Christian workplace forum asked Peter Saunders, General Secretary of Christian Medical Fellowship (CMF) to encourage other Christian organisations to grow. Peter told the story of CMF and the biblical principles for growth; “the Christian Medical Fellowship was founded in 1949 and has over 4,500 British doctor members in all branches of medicine, and over 1,000 student members. We are affiliated to the Universities and Colleges Christian Fellowship and linked with around 60 similar inter-denominational bodies worldwide through the International Christian Medical and Dental Association (ICMDA).

“Our aims are discipleship, evangelism, mission and proclamation and changing the world through
changing the hearts of doctors. We believe that God has called us to be specifically Christian and
medical – and this must define our priorities – leaving other medical and/or Christian organisations to
pursue activities that we may support in principle, but don’t regard as part of our specific calling as a
fellowship. We make an effort not to duplicate things that others are doing but to work within our
specific remit doing those things we can do but others can’t.

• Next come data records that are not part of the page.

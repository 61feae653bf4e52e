//! Core data models for cksmell
//!
//! These models are shared by the extractor, the rule engine and the
//! reporters. Field names of the serialized forms are a contract with the
//! dataset-merge tooling downstream and must not change.

use serde::{Deserialize, Serialize};
use std::collections::BTreeMap;
use std::fmt;
use std::str::FromStr;

/// Severity of a smell finding (ordinal, `Minor < Major`)
#[derive(
    Debug, Clone, Copy, PartialEq, Eq, PartialOrd, Ord, Hash, Serialize, Deserialize, Default,
)]
#[serde(rename_all = "UPPERCASE")]
pub enum Severity {
    #[default]
    Minor,
    Major,
}

impl fmt::Display for Severity {
    fn fmt(&self, f: &mut fmt::Formatter<'_>) -> fmt::Result {
        match self {
            Severity::Minor => write!(f, "MINOR"),
            Severity::Major => write!(f, "MAJOR"),
        }
    }
}

impl FromStr for Severity {
    type Err = anyhow::Error;

    fn from_str(s: &str) -> Result<Self, Self::Err> {
        match s.to_lowercase().as_str() {
            "minor" => Ok(Severity::Minor),
            "major" => Ok(Severity::Major),
            _ => Err(anyhow::anyhow!(
                "Unknown severity '{}'. Valid severities: minor, major",
                s
            )),
        }
    }
}

/// The fixed set of smells the rule engine can report
#[derive(Debug, Clone, Copy, PartialEq, Eq, PartialOrd, Ord, Hash, Serialize, Deserialize)]
pub enum SmellLabel {
    GodClass,
    LongMethod,
    DataClass,
    DeadCode,
    FeatureEnvy,
}

impl SmellLabel {
    /// All labels, in rule evaluation order
    pub const ALL: [SmellLabel; 5] = [
        SmellLabel::GodClass,
        SmellLabel::LongMethod,
        SmellLabel::DataClass,
        SmellLabel::DeadCode,
        SmellLabel::FeatureEnvy,
    ];

    pub fn as_str(&self) -> &'static str {
        match self {
            SmellLabel::GodClass => "GodClass",
            SmellLabel::LongMethod => "LongMethod",
            SmellLabel::DataClass => "DataClass",
            SmellLabel::DeadCode => "DeadCode",
            SmellLabel::FeatureEnvy => "FeatureEnvy",
        }
    }
}

impl fmt::Display for SmellLabel {
    fn fmt(&self, f: &mut fmt::Formatter<'_>) -> fmt::Result {
        f.write_str(self.as_str())
    }
}

/// Structural metrics for one compilation unit.
///
/// Created once per extraction and never mutated afterwards; the traversal
/// only tags it with its project via [`MetricRecord::with_project`] before
/// handing it out.
#[derive(Debug, Clone, PartialEq, Eq, Serialize, Deserialize, Default)]
pub struct MetricRecord {
    pub file_path: String,
    pub class_name: String,
    pub package: String,
    #[serde(rename = "LOC")]
    pub loc: usize,
    #[serde(rename = "WMC")]
    pub wmc: usize,
    #[serde(rename = "METHODS")]
    pub methods: usize,
    #[serde(rename = "FIELDS")]
    pub fields: usize,
    #[serde(rename = "PRIVATE_METHODS")]
    pub private_methods: usize,
    #[serde(rename = "CBO")]
    pub cbo: usize,
    #[serde(rename = "DIT")]
    pub dit: usize,
    #[serde(rename = "LCOM")]
    pub lcom: usize,
    #[serde(rename = "TCC")]
    pub tcc: usize,
    #[serde(rename = "ATFD")]
    pub atfd: usize,
    #[serde(rename = "MAX_METHOD_LOC")]
    pub max_method_loc: usize,
    /// Always 1: one class per compilation unit
    #[serde(rename = "NOC")]
    pub noc: usize,
    /// Project the unit was discovered under (set by the traversal)
    #[serde(default, skip_serializing_if = "Option::is_none")]
    pub project: Option<String>,
    #[serde(default)]
    pub raw_source: String,
}

impl MetricRecord {
    /// Tag the record with the project it belongs to
    pub fn with_project(mut self, project: impl Into<String>) -> Self {
        self.project = Some(project.into());
        self
    }
}

/// One rule-triggered classification tied to a metric record
#[derive(Debug, Clone, PartialEq, Eq, Serialize, Deserialize)]
pub struct SmellFinding {
    pub rule_id: String,
    pub smell_label: SmellLabel,
    pub severity: Severity,
    pub message: String,
    pub class_name: String,
    pub file_path: String,
}

/// Single-label reduction of a finding list.
///
/// Takes the first finding in evaluation order, `Clean` when there is none.
/// This is lossy and exists only for tooling that expects one label per unit.
#[derive(Debug, Clone, Copy, PartialEq, Eq, PartialOrd, Ord, Hash)]
pub enum PredictedSmell {
    Smell(SmellLabel),
    Clean,
}

impl PredictedSmell {
    pub fn from_findings(findings: &[SmellFinding]) -> Self {
        findings
            .first()
            .map(|f| PredictedSmell::Smell(f.smell_label))
            .unwrap_or(PredictedSmell::Clean)
    }

    pub fn as_str(&self) -> &'static str {
        match self {
            PredictedSmell::Smell(label) => label.as_str(),
            PredictedSmell::Clean => "Clean",
        }
    }
}

impl fmt::Display for PredictedSmell {
    fn fmt(&self, f: &mut fmt::Formatter<'_>) -> fmt::Result {
        f.write_str(self.as_str())
    }
}

impl Serialize for PredictedSmell {
    fn serialize<S: serde::Serializer>(&self, serializer: S) -> Result<S::Ok, S::Error> {
        serializer.serialize_str(self.as_str())
    }
}

/// Serialized issue, shaped like a code-quality server's issue search result
#[derive(Debug, Clone, PartialEq, Eq, Serialize, Deserialize)]
pub struct Issue {
    pub key: String,
    pub rule: String,
    #[serde(rename = "type")]
    pub issue_type: String,
    pub severity: Severity,
    pub text: String,
    pub smell_label: SmellLabel,
    pub component: String,
    pub class_name: String,
    pub file_path: String,
}

/// Issue document written per project and for the combined corpus
#[derive(Debug, Clone, Default, PartialEq, Eq, Serialize, Deserialize)]
pub struct IssueReport {
    pub total: usize,
    pub issues: Vec<Issue>,
}

impl IssueReport {
    pub fn new(issues: Vec<Issue>) -> Self {
        Self {
            total: issues.len(),
            issues,
        }
    }
}

/// Summary of findings by severity and label
#[derive(Debug, Clone, Default, Serialize)]
pub struct FindingsSummary {
    pub major: usize,
    pub minor: usize,
    pub total: usize,
    pub by_label: BTreeMap<SmellLabel, usize>,
}

impl FindingsSummary {
    pub fn from_findings<'a>(findings: impl IntoIterator<Item = &'a SmellFinding>) -> Self {
        let mut summary = Self::default();
        for f in findings {
            match f.severity {
                Severity::Major => summary.major += 1,
                Severity::Minor => summary.minor += 1,
            }
            *summary.by_label.entry(f.smell_label).or_insert(0) += 1;
            summary.total += 1;
        }
        summary
    }
}

#[cfg(test)]
mod tests {
    use super::*;

    fn finding(label: SmellLabel, severity: Severity) -> SmellFinding {
        SmellFinding {
            rule_id: "S0000".into(),
            smell_label: label,
            severity,
            message: String::new(),
            class_name: "Foo".into(),
            file_path: "Foo.java".into(),
        }
    }

    #[test]
    fn test_severity_ordering_and_parsing() {
        assert!(Severity::Major > Severity::Minor);
        assert_eq!("MAJOR".parse::<Severity>().unwrap(), Severity::Major);
        assert_eq!("minor".parse::<Severity>().unwrap(), Severity::Minor);
        assert!("critical".parse::<Severity>().is_err());
        assert_eq!(serde_json::to_string(&Severity::Major).unwrap(), "\"MAJOR\"");
    }

    #[test]
    fn test_metric_record_field_names() {
        let record = MetricRecord {
            file_path: "a/Foo.java".into(),
            class_name: "Foo".into(),
            noc: 1,
            ..Default::default()
        };
        let value = serde_json::to_value(&record).unwrap();
        for key in [
            "file_path",
            "class_name",
            "package",
            "LOC",
            "WMC",
            "METHODS",
            "FIELDS",
            "PRIVATE_METHODS",
            "CBO",
            "DIT",
            "LCOM",
            "TCC",
            "ATFD",
            "MAX_METHOD_LOC",
            "NOC",
            "raw_source",
        ] {
            assert!(value.get(key).is_some(), "missing key {}", key);
        }
        assert!(value.get("project").is_none());

        let tagged = serde_json::to_value(record.with_project("demo")).unwrap();
        assert_eq!(tagged["project"], "demo");
    }

    #[test]
    fn test_predicted_smell_takes_first_finding() {
        assert_eq!(PredictedSmell::from_findings(&[]), PredictedSmell::Clean);
        assert_eq!(PredictedSmell::Clean.to_string(), "Clean");

        let findings = vec![
            finding(SmellLabel::GodClass, Severity::Major),
            finding(SmellLabel::FeatureEnvy, Severity::Major),
        ];
        assert_eq!(
            PredictedSmell::from_findings(&findings),
            PredictedSmell::Smell(SmellLabel::GodClass)
        );
    }

    #[test]
    fn test_issue_type_field_is_renamed() {
        let issue = Issue {
            key: "p:Foo.java:java:S1067".into(),
            rule: "java:S1067".into(),
            issue_type: "CODE_SMELL".into(),
            severity: Severity::Major,
            text: "LongMethod: longest method in 'Foo' has 41 lines".into(),
            smell_label: SmellLabel::LongMethod,
            component: "p:Foo.java".into(),
            class_name: "Foo".into(),
            file_path: "p/Foo.java".into(),
        };
        let value = serde_json::to_value(IssueReport::new(vec![issue])).unwrap();
        assert_eq!(value["total"], 1);
        assert_eq!(value["issues"][0]["type"], "CODE_SMELL");
        assert_eq!(value["issues"][0]["smell_label"], "LongMethod");
    }

    #[test]
    fn test_findings_summary_counts() {
        let findings = vec![
            finding(SmellLabel::GodClass, Severity::Major),
            finding(SmellLabel::DataClass, Severity::Minor),
            finding(SmellLabel::GodClass, Severity::Major),
        ];
        let summary = FindingsSummary::from_findings(&findings);
        assert_eq!(summary.total, 3);
        assert_eq!(summary.major, 2);
        assert_eq!(summary.minor, 1);
        assert_eq!(summary.by_label[&SmellLabel::GodClass], 2);
    }
}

“We are evangelical Christians – meaning that while we may co-operate with other ‘Christian’ organisations
– we regard as having central the evangelical distinctives defined in our doctrinal basis: Trinitarian
belief, the death and resurrection of Christ, biblical authority, the centrality of the cross, the atonement,
justification by faith, the reality of the new birth and the responsibility of evangelism. We are also interdenominational
which means that while perhaps holding differing views on such issues as baptism,
ecclesiology, eschatology, pneumatology, etc – we are united with others in holding to the ‘issues of
first importance’ as outlined above. Our evangelical distinctives determine our aims, doctrine, values,
priorities, publishing and partnerships.

“We are a fellowship because we are part of the universal church called together to work for the
sake of Jesus Christ and his Gospel. We are not simply an association of Christian doctors, nor a
pressure group, nor a mutual support group – but rather a dynamic body of doctors seeking to stir up
one another to love and good works – to fulfil Christ’s commission and obey his commandments.
Implicit in this is that the success of the fellowship depends on the commitment and involvement of its
individual members in prayer, giving and serving through CMF committees, events, literature, staff
and member support and other initiatives. CMF invests in people – to help encourage and equip
the Christian doctors of the future – and through them to impact our society for Jesus Christ. We
aim to encourage and train the next generation of leaders. For each of our members we want to ask,
‘What is the vision God has given you and how can we help you fulfil it?’”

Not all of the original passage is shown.